→ Work order
Lines holding the word "replace" in the following material must be counted; give only the resulting number.

→ Data shown

=== Section Start ===

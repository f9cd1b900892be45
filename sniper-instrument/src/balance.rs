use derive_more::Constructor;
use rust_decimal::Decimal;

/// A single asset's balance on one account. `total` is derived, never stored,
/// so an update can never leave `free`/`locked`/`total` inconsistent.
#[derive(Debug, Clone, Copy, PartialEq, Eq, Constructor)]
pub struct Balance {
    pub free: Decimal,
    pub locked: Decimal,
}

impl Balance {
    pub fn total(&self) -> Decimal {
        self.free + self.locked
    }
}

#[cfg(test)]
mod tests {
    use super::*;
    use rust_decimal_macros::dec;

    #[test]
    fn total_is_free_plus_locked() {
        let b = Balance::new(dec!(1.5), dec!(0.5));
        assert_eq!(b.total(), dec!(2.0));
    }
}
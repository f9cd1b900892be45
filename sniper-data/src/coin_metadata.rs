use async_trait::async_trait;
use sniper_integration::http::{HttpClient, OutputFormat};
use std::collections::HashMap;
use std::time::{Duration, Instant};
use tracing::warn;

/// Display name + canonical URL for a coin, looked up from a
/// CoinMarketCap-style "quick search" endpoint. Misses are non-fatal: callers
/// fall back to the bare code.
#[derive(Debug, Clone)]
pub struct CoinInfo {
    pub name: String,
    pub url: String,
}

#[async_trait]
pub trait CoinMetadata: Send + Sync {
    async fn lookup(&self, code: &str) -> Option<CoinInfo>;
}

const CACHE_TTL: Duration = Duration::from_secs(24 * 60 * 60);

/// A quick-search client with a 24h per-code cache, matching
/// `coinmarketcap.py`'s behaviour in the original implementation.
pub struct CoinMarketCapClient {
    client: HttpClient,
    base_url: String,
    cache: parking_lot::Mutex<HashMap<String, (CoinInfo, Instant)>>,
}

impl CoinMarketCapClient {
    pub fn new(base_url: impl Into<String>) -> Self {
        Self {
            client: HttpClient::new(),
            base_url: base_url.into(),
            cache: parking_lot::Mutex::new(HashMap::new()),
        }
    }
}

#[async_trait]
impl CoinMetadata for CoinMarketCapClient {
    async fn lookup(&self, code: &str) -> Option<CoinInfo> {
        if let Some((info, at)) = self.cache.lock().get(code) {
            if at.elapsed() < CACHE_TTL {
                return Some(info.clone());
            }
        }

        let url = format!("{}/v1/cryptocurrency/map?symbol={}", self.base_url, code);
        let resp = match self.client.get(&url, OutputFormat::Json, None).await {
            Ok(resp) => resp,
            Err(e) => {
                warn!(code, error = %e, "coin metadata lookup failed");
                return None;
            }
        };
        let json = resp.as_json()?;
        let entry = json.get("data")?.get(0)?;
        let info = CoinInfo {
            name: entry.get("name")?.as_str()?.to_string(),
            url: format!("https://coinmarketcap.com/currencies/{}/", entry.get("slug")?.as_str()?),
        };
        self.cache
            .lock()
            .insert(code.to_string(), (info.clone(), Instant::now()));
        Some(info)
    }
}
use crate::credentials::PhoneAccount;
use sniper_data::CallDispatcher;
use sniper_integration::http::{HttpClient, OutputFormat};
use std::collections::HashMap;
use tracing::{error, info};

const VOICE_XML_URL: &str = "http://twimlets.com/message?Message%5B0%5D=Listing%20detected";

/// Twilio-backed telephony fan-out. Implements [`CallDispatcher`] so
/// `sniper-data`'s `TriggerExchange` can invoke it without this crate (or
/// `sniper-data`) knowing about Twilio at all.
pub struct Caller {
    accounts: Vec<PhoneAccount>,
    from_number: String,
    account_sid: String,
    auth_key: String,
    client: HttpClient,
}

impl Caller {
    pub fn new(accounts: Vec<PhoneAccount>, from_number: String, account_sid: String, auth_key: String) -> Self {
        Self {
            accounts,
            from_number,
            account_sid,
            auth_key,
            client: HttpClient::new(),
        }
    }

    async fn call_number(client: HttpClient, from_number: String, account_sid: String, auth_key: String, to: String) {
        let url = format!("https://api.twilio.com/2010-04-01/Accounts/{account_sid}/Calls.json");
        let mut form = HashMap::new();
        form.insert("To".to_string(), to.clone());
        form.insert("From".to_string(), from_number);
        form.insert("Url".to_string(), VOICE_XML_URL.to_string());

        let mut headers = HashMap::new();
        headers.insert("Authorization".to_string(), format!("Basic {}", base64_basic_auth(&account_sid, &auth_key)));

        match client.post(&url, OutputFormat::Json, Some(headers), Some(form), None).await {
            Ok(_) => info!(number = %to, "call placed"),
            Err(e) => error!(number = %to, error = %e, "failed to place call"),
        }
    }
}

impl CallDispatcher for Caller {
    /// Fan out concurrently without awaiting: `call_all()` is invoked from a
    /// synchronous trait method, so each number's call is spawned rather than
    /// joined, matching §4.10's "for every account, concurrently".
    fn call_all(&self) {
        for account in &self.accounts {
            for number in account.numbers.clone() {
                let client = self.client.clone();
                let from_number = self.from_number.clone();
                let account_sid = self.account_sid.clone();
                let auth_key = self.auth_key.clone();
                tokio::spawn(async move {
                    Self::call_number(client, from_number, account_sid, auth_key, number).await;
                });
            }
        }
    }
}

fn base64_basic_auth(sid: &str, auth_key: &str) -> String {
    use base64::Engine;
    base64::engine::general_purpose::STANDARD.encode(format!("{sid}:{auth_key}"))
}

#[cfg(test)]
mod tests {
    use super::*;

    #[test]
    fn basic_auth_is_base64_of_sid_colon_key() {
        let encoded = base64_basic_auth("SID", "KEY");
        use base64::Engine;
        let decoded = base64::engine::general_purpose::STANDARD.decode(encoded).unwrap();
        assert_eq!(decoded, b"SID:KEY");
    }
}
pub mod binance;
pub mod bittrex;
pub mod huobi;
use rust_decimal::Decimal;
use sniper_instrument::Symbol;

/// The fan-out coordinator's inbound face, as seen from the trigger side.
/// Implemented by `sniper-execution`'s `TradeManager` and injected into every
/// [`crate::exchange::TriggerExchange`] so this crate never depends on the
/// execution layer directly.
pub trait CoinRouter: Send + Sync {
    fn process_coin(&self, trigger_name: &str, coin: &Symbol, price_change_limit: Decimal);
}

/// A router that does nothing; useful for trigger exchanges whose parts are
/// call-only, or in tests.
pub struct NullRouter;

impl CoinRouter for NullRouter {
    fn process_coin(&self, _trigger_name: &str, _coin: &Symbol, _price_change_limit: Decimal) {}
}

=== Section End ===
=== Section Start ===

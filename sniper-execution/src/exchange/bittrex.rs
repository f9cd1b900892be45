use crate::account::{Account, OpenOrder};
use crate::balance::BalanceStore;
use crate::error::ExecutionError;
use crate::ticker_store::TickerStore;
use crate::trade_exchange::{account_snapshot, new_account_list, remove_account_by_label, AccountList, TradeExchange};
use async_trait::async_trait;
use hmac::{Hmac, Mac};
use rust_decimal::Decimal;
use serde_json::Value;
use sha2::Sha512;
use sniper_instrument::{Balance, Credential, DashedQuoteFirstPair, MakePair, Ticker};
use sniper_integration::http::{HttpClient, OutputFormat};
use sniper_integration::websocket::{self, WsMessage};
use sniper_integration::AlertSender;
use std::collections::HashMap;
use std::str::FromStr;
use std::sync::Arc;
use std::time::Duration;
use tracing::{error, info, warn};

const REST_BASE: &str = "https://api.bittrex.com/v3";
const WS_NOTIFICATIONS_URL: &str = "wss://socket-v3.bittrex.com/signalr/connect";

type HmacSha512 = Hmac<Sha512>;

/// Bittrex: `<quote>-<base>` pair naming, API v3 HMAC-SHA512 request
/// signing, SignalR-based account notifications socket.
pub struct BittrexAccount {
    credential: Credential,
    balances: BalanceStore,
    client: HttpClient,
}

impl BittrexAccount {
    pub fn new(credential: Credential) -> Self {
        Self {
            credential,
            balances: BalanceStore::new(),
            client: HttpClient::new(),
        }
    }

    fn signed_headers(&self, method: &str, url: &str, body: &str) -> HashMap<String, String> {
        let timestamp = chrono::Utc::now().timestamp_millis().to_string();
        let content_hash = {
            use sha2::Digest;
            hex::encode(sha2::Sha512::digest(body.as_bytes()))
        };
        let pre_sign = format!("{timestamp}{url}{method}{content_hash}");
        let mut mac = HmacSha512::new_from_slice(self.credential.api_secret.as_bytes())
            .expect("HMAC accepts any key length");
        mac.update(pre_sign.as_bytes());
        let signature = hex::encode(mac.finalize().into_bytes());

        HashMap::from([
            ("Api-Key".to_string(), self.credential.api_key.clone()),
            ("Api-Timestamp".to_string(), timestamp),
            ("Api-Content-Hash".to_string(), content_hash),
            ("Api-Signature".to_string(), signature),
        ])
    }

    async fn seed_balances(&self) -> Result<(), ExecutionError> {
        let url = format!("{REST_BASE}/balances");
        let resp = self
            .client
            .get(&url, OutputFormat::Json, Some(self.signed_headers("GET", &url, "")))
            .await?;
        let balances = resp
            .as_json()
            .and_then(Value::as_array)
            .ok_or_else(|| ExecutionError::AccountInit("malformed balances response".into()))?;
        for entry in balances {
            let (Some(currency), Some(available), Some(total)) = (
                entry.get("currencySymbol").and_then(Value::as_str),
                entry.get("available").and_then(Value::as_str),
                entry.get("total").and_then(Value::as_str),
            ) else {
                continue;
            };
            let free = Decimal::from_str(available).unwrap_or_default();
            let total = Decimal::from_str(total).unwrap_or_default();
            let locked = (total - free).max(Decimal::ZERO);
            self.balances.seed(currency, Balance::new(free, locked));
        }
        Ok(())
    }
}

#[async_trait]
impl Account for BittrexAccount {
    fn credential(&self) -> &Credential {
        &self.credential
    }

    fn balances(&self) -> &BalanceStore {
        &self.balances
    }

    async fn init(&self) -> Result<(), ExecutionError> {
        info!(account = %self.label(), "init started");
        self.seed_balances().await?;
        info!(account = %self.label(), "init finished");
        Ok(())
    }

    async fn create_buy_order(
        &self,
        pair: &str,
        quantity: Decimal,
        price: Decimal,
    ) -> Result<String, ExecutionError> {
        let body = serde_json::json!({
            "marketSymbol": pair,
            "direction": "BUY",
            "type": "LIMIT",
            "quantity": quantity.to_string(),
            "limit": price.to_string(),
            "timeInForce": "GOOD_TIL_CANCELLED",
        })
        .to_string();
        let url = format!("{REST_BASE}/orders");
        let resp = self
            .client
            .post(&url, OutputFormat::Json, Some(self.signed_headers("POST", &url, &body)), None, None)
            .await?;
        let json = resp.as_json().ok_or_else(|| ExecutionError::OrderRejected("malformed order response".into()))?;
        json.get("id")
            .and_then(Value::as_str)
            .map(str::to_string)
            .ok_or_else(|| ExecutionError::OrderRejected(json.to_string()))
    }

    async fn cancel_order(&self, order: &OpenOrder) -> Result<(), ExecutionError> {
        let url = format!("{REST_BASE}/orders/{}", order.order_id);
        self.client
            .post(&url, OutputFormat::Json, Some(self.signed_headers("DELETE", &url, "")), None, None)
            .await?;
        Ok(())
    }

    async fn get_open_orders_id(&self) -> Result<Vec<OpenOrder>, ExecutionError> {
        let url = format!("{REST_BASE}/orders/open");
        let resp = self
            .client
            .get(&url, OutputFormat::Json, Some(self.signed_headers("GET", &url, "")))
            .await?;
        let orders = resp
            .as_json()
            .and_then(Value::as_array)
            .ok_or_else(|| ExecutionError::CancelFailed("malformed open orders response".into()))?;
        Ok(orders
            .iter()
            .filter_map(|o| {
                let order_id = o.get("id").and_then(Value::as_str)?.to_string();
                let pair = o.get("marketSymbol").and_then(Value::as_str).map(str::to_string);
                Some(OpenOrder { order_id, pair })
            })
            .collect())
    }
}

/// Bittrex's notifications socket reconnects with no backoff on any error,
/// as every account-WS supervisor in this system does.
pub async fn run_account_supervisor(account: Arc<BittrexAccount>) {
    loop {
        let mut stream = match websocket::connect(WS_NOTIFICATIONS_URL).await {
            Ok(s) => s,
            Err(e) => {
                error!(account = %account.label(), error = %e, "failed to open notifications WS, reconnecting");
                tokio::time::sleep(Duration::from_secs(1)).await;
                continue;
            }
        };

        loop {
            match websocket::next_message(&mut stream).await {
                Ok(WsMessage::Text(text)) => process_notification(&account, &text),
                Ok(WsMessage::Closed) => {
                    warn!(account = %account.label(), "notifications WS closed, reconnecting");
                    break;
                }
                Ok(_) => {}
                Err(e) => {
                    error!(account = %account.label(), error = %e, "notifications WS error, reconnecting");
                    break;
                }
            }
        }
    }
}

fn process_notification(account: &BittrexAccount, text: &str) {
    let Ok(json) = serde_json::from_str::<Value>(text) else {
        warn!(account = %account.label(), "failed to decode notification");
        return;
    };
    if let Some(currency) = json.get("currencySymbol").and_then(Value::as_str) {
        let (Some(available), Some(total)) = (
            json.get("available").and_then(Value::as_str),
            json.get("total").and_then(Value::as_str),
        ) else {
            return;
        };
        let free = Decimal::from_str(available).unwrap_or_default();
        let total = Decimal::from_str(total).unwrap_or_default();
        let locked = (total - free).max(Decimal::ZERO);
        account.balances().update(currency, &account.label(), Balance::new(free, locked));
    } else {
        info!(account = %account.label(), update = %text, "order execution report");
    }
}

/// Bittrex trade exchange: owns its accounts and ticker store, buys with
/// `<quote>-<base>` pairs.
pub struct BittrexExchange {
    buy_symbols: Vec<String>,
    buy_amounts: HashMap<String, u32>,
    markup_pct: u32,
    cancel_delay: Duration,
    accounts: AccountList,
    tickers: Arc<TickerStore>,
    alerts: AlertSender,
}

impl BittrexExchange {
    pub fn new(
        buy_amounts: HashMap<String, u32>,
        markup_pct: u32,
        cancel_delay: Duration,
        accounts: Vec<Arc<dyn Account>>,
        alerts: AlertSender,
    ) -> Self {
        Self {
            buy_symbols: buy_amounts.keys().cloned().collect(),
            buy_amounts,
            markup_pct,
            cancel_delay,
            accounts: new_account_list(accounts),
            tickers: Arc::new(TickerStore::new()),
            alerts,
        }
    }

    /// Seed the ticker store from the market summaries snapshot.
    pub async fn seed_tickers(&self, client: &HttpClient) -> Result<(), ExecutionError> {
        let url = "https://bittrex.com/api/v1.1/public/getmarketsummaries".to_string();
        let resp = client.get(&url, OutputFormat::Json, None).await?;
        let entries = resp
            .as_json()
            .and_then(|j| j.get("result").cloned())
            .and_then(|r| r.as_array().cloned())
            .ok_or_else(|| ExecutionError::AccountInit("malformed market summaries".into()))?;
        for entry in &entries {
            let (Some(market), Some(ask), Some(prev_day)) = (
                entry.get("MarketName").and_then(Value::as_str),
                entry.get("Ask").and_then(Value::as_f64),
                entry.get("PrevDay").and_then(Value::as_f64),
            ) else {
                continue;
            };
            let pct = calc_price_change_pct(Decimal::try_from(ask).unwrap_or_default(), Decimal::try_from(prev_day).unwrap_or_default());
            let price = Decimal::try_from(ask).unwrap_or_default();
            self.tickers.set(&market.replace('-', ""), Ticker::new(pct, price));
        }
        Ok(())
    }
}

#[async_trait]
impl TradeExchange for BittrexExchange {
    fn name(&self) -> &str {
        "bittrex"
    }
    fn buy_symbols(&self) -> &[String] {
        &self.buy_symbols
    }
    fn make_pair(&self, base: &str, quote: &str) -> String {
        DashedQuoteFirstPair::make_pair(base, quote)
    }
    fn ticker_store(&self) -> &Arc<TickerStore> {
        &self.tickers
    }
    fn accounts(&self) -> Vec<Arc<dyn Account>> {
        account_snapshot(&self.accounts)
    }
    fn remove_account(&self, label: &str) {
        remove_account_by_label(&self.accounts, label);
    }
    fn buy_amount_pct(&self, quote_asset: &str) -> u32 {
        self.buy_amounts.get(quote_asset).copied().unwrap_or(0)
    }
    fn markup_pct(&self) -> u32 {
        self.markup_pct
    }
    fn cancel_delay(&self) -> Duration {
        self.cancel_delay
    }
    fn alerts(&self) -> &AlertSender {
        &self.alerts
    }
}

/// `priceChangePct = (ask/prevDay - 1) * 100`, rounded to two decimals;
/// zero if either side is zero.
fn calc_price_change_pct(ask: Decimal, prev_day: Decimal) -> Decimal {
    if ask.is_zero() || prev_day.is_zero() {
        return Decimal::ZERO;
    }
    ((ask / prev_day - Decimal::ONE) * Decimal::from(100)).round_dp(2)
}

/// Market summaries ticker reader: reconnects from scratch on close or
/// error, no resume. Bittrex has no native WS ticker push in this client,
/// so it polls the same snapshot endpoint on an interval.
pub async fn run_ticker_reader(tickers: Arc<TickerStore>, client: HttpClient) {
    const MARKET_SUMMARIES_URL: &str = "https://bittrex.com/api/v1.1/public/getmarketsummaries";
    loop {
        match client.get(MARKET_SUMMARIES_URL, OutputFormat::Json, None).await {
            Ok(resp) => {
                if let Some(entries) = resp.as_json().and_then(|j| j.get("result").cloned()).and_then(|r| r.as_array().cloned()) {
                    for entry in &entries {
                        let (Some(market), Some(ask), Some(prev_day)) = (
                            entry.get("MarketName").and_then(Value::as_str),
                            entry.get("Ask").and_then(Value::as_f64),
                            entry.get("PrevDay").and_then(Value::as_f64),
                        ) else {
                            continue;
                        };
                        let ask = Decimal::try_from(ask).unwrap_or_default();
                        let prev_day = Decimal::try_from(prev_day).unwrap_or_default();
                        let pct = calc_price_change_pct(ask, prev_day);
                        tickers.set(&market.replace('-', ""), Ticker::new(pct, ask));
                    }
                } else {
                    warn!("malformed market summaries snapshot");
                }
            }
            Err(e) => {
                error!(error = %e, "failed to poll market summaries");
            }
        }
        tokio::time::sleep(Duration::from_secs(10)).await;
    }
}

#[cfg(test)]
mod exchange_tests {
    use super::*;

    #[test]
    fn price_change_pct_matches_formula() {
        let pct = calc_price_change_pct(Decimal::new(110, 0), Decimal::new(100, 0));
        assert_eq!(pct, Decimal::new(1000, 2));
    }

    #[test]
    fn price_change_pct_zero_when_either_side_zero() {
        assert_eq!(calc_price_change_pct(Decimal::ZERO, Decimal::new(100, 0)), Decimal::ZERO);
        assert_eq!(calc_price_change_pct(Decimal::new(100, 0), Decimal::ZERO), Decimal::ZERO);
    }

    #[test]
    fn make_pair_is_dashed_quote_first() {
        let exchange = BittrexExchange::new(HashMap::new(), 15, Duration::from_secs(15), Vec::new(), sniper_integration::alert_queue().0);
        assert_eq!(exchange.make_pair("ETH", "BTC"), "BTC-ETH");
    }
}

=== Section End ===

→ Exercise output
2